Here we come up with a new name, a new data structure, adjacency hash<*>. Search for a vertex takes a constant latency of O(1), and locating a particular edge (the in-node and the out-node) takes only O(2), assuming a way of accessing the element via subscript (index). This can be implemented with an array of vectors as in C++.
// Array of vectors
Vector <pair<int,int>> a_of_v[n];
A typical implementation of the high-performance single-threaded hash table is Google’s SparseHash library which has a hash table implementation called dense_hash_map. C++ 11 also has unordered_map implementation, a chaining hash table that sacrifices memory usage for fast lookup performance.

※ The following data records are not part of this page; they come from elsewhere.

impl ShapeBuilder {
    pub fn new(shape_type: ShapeType) -> Self {
        Self {
            shape_type,
            id: None,
            source: SourceLocation::none(),
            traits: BTreeMap::new(),
            members: Vec::new(),
            target: None,
            operation: OperationShape::default(),
            resource: ResourceShape::default(),
            service: ServiceShape::default(),
            error: None,
        }
    }

    pub fn shape_type(&self) -> ShapeType {
        self.shape_type
    }

    pub fn get_id(&self) -> Option<&ShapeId> {
        self.id.as_ref()
    }

    pub fn get_source(&self) -> &SourceLocation {
        &self.source
    }

    pub fn get_traits(&self) -> &BTreeMap<ShapeId, Trait> {
        &self.traits
    }

    pub fn id(mut self, id: ShapeId) -> Self {
        self.id = Some(id);
        self
    }

    pub fn source(mut self, source: SourceLocation) -> Self {
        self.source = source;
        self
    }

    pub fn add_trait(mut self, t: Trait) -> Self {
        self.set_trait(t);
        self
    }

    /// Adds or replaces a trait
    pub fn set_trait(&mut self, t: Trait) {
        self.traits.insert(t.id().clone(), t);
    }

    pub fn remove_trait(mut self, id: &ShapeId) -> Self {
        self.traits.remove(id);
        self
    }

    /// Adds a built member shape, replacing any member with the same name
    pub fn add_member(mut self, member: Shape) -> Self {
        self.push_member(member);
        self
    }

    pub fn push_member(&mut self, member: Shape) {
        if let Some(existing) = self.members.iter_mut().find(|m| m.id == member.id) {
            *existing = member;
        } else {
            self.members.push(member);
        }
    }

    /// Adds a member named `name` targeting `target`
    ///
    /// The builder's ID must already be set.
    pub fn member(self, name: &str, target: ShapeId) -> Self {
        self.member_with(name, target, |m| m)
    }

    /// Adds a member and lets `configure` customize it (traits, source)
    pub fn member_with(
        mut self,
        name: &str,
        target: ShapeId,
        configure: impl FnOnce(ShapeBuilder) -> ShapeBuilder,
    ) -> Self {
        let Some(id) = &self.id else {
            self.error.get_or_insert(ShapeError::MemberBeforeId {
                shape_type: self.shape_type,
                member: name.to_string(),
            });
            return self;
        };
        let member_id = match id.with_member(name) {
            Ok(member_id) => member_id,
            Err(e) => {
                self.error.get_or_insert(e.into());
                return self;
            }
        };
        let built = configure(
            ShapeBuilder::new(ShapeType::Member)
                .id(member_id)
                .target(target)
                .source(self.source.clone()),
        )
        .build();
        match built {
            Ok(member) => self.push_member(member),
            Err(e) => {
                self.error.get_or_insert(e);
            }
        }
        self
    }

    pub fn remove_member(mut self, name: &str) -> Self {
        self.members.retain(|m| m.id.member() != Some(name));
        self
    }

    pub fn target(mut self, target: ShapeId) -> Self {
        self.set_target(target);
        self
    }

    pub fn set_target(&mut self, target: ShapeId) {
        self.target = Some(target);
    }

    pub fn input(mut self, input: ShapeId) -> Self {
        self.operation.input = Some(input);
        self
    }

    pub fn output(mut self, output: ShapeId) -> Self {
        self.operation.output = Some(output);
        self
    }

    pub fn add_error(mut self, error: ShapeId) -> Self {
        self.operation.errors.push(error);
        self
    }

    /// Mutable access to operation data (used while resolving references)
    pub fn operation_mut(&mut self) -> &mut OperationShape {
        &mut self.operation
    }

    pub fn resource_mut(&mut self) -> &mut ResourceShape {
        &mut self.resource
    }

    pub fn service_mut(&mut self) -> &mut ServiceShape {
        &mut self.service
    }

    pub fn version(mut self, version: &str) -> Self {
        self.service.version = version.to_string();
        self
    }

    /// Binds an operation to a service or resource
    pub fn add_operation(mut self, operation: ShapeId) -> Self {
        match self.shape_type {
            ShapeType::Resource => self.resource.operations.push(operation),
            _ => self.service.operations.push(operation),
        }
        self
    }

    /// Binds a resource to a service or resource
    pub fn add_resource(mut self, resource: ShapeId) -> Self {
        match self.shape_type {
            ShapeType::Resource => self.resource.resources.push(resource),
            _ => self.service.resources.push(resource),
        }
        self
    }

    pub fn identifier(mut self, name: &str, target: ShapeId) -> Self {
        self.resource.identifiers.insert(name.to_string(), target);
        self
    }

    pub fn create(mut self, operation: ShapeId) -> Self {
        self.resource.create = Some(operation);
        self
    }

    pub fn read(mut self, operation: ShapeId) -> Self {
        self.resource.read = Some(operation);
        self
    }

    pub fn update(mut self, operation: ShapeId) -> Self {
        self.resource.update = Some(operation);
        self
    }

    pub fn delete(mut self, operation: ShapeId) -> Self {
        self.resource.delete = Some(operation);
        self
    }

    pub fn list(mut self, operation: ShapeId) -> Self {
        self.resource.list = Some(operation);
        self
    }

    fn take_member(
        members: &mut Vec<Shape>,
        shape_type: ShapeType,
        id: &ShapeId,
        name: &'static str,
    ) -> Result<Box<Shape>, ShapeError> {
        let position = members
            .iter()
            .position(|m| m.id.member() == Some(name))
            .ok_or_else(|| ShapeError::MissingMember {
                shape_type,
                id: id.clone(),
                member: name,
            })?;
        Ok(Box::new(members.remove(position)))
    }

    pub fn build(self) -> Result<Shape, ShapeError> {
        if let Some(error) = self.error {
            return Err(error);
        }
        let id = self.id.ok_or(ShapeError::MissingId(self.shape_type))?;

        if self.shape_type == ShapeType::Member {
            if !id.is_member() {
                return Err(ShapeError::MemberIdRequired(id));
            }
        } else if id.is_member() {
            return Err(ShapeError::UnexpectedMemberId {
                shape_type: self.shape_type,
                id,
            });
        }

        let mut members = self.members;
        for member in &members {
            if !member.is_member() {
                return Err(ShapeError::NotAMember(member.id.clone()));
            }
            let name = member.id.member().unwrap_or_default();
            if member.id.without_member() != id {
                return Err(ShapeError::MemberIdMismatch {
                    container: id.clone(),
                    member: name.to_string(),
                    found: member.id.clone(),
                });
            }
            let allowed = match self.shape_type {
                ShapeType::List | ShapeType::Set => name == "member",
                ShapeType::Map => name == "key" || name == "value",
                ShapeType::Structure | ShapeType::Union => true,
                _ => false,
            };
            if !allowed {
                return Err(ShapeError::UnsupportedMember {
                    shape_type: self.shape_type,
                    id: id.clone(),
                    member: name.to_string(),
                });
            }
        }

        let shape_type = self.shape_type;
        let kind = match shape_type {
            ShapeType::Blob => ShapeKind::Blob,
            ShapeType::Boolean => ShapeKind::Boolean,
            ShapeType::String => ShapeKind::String,
            ShapeType::Byte => ShapeKind::Byte,
            ShapeType::Short => ShapeKind::Short,
            ShapeType::Integer => ShapeKind::Integer,
            ShapeType::Long => ShapeKind::Long,
            ShapeType::Float => ShapeKind::Float,
            ShapeType::Double => ShapeKind::Double,
            ShapeType::BigInteger => ShapeKind::BigInteger,
            ShapeType::BigDecimal => ShapeKind::BigDecimal,
            ShapeType::Timestamp => ShapeKind::Timestamp,
            ShapeType::Document => ShapeKind::Document,
            ShapeType::List => ShapeKind::List {
                member: Self::take_member(&mut members, shape_type, &id, "member")?,
            },
            ShapeType::Set => ShapeKind::Set {
                member: Self::take_member(&mut members, shape_type, &id, "member")?,
            },
            ShapeType::Map => {
                let key = Self::take_member(&mut members, shape_type, &id, "key")?;
                let value = Self::take_member(&mut members, shape_type, &id, "value")?;
                ShapeKind::Map { key, value }
            }
            ShapeType::Structure => ShapeKind::Structure { members },
            ShapeType::Union => ShapeKind::Union { members },
            ShapeType::Member => ShapeKind::Member {
                target: self.target.ok_or_else(|| ShapeError::MissingTarget(id.clone()))?,
            },
            ShapeType::Operation => ShapeKind::Operation(self.operation),
            ShapeType::Resource => ShapeKind::Resource(self.resource),
            ShapeType::Service => ShapeKind::Service(self.service),
        };

        Ok(Shape {
            id,
            kind,
            traits: self.traits,
            source: self.source,
        })
    }
}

The problems with these 2 implementations are that they don’t scale with the number of CPU cores – meaning only 1 reader or 1 writer is allowed at the same time.
In a modern, cloud-based high-performance computing environment, superior speed can be (ideally) achieved with parallel computing, which means having a concurrent data structure that utilizes multiple-core CPU and even to the extent of enabling multiple physically or logically separated machines (computing nodes for instance) to work together against a logically universal data set.
Traditional hash implementations are single-thread/single-task oriented, meaning that a second thread or task which competes for common resources would be blocked.
A natural extension would be implementing a single-writer-multiple-reader concurrent hash, which allows multiple readers to access critical (competing) data sections concurrently; however, only 1 writer is allowed at a given time to the data section.
Diagram-3: Hash Key Mapped to Two Buckets and One Version Counter
Single-writer-multiple-reader designs often use techniques like versioning or read-copy-update (RCU), which is popularly seen in Linux Kernels. There are other techniques like open-addressing and etc. MemC3/Cuckoo hashing is one such implementation (See Diagram-3).
Leaping forward, ideally, we would want multiple-reader-multiple-writer concurrency support; but this would seemingly be in direct contradiction with the ACID requirement, especially the strong need for data consistency in business environments when you think multiple tasks or threads accessing/updating values at the same time to realize so-called scalable concurrent hashing.
To realize 'scalable concurrent hash data structure', we must evolve the adjacency hash<*> to be full-concurrency capable. There are a few major hurdles to overcome:
- Non-blocking and/or Lock-free
- Fine-granularity access control
Diagram-4: Random Placements vs. BFS-based Two-way Set-Associative Hashing
To overcome the aforementioned hurdles, both are highly related to the concurrency control mechanism, a few priorities to consider:
- Critical Sections:
- Size: Kept minimal
- Execution Time: Kept minimal
- Common Data Access:
- Avoid unnecessary access
- Avoid unintentional access
- Concurrency Control
- Fine-grained locking: lock-striping, lightweight-spinlock
- Speculation locking (i.e., Transactional Lock Elision)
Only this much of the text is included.